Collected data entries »

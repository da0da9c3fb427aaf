//! Scoring loop.
//!
//! One [`Ticker`] exists per Playing stint. It is started when the game enters
//! Playing and aborted when it leaves; every tick carries the stint number so
//! a tick already queued when the stint ended is recognized and dropped.

use std::time::Duration;

use tokio::sync::mpsc::WeakUnboundedSender;
use tokio::task::JoinHandle;
use tokio::time::{self, Instant, MissedTickBehavior};
use tracing::debug;

use super::Event;

pub(crate) struct Ticker {
    stint: u64,
    handle: JoinHandle<()>,
}

impl Ticker {
    /// Start ticking every `period`; the first tick comes one full period from now
    pub(crate) fn start(stint: u64, period: Duration, events: WeakUnboundedSender<Event>) -> Self {
        let handle = tokio::spawn(async move {
            let mut interval = time::interval_at(Instant::now() + period, period);
            interval.set_missed_tick_behavior(MissedTickBehavior::Delay);

            loop {
                interval.tick().await;
                let Some(events) = events.upgrade() else {
                    break;
                };
                if events.send(Event::Tick { stint }).is_err() {
                    break;
                }
            }
            debug!("Ticker for stint {} exited", stint);
        });

        debug!("Ticker started for stint {} ({:?})", stint, period);
        Self { stint, handle }
    }

    pub(crate) fn stint(&self) -> u64 {
        self.stint
    }
}

impl Drop for Ticker {
    fn drop(&mut self) {
        self.handle.abort();
    }
}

PROMPT »
Retype the data in full, precisely as given.

REPLY »
repository da0da9c3fb427aaf
//! Scoring loop.
//!
//! One [`Ticker`] exists per Playing stint. It is started when the game enters
//! Playing and aborted when it leaves; every tick carries the stint number so
//! a tick already queued when the stint ended is recognized and dropped.

use std::time::Duration;

use tokio::sync::mpsc::WeakUnboundedSender;
use tokio::task::JoinHandle;
use tokio::time::{self, Instant, MissedTickBehavior};
use tracing::debug;

use super::Event;

pub(crate) struct Ticker {
    stint: u64,
    handle: JoinHandle<()>,
}

impl Ticker {
    /// Start ticking every `period`; the first tick comes one full period from now
    pub(crate) fn start(stint: u64, period: Duration, events: WeakUnboundedSender<Event>) -> Self {
        let handle = tokio::spawn(async move {
            let mut interval = time::interval_at(Instant::now() + period, period);
            interval.set_missed_tick_behavior(MissedTickBehavior::Delay);

            loop {
                interval.tick().await;
                let Some(events) = events.upgrade() else {
                    break;
                };
                if events.send(Event::Tick { stint }).is_err() {
                    break;
                }
            }
            debug!("Ticker for stint {} exited", stint);
        });

        debug!("Ticker started for stint {} ({:?})", stint, period);
        Self { stint, handle }
    }

    pub(crate) fn stint(&self) -> u64 {
        self.stint
    }
}

impl Drop for Ticker {
    fn drop(&mut self) {
        self.handle.abort();
    }
}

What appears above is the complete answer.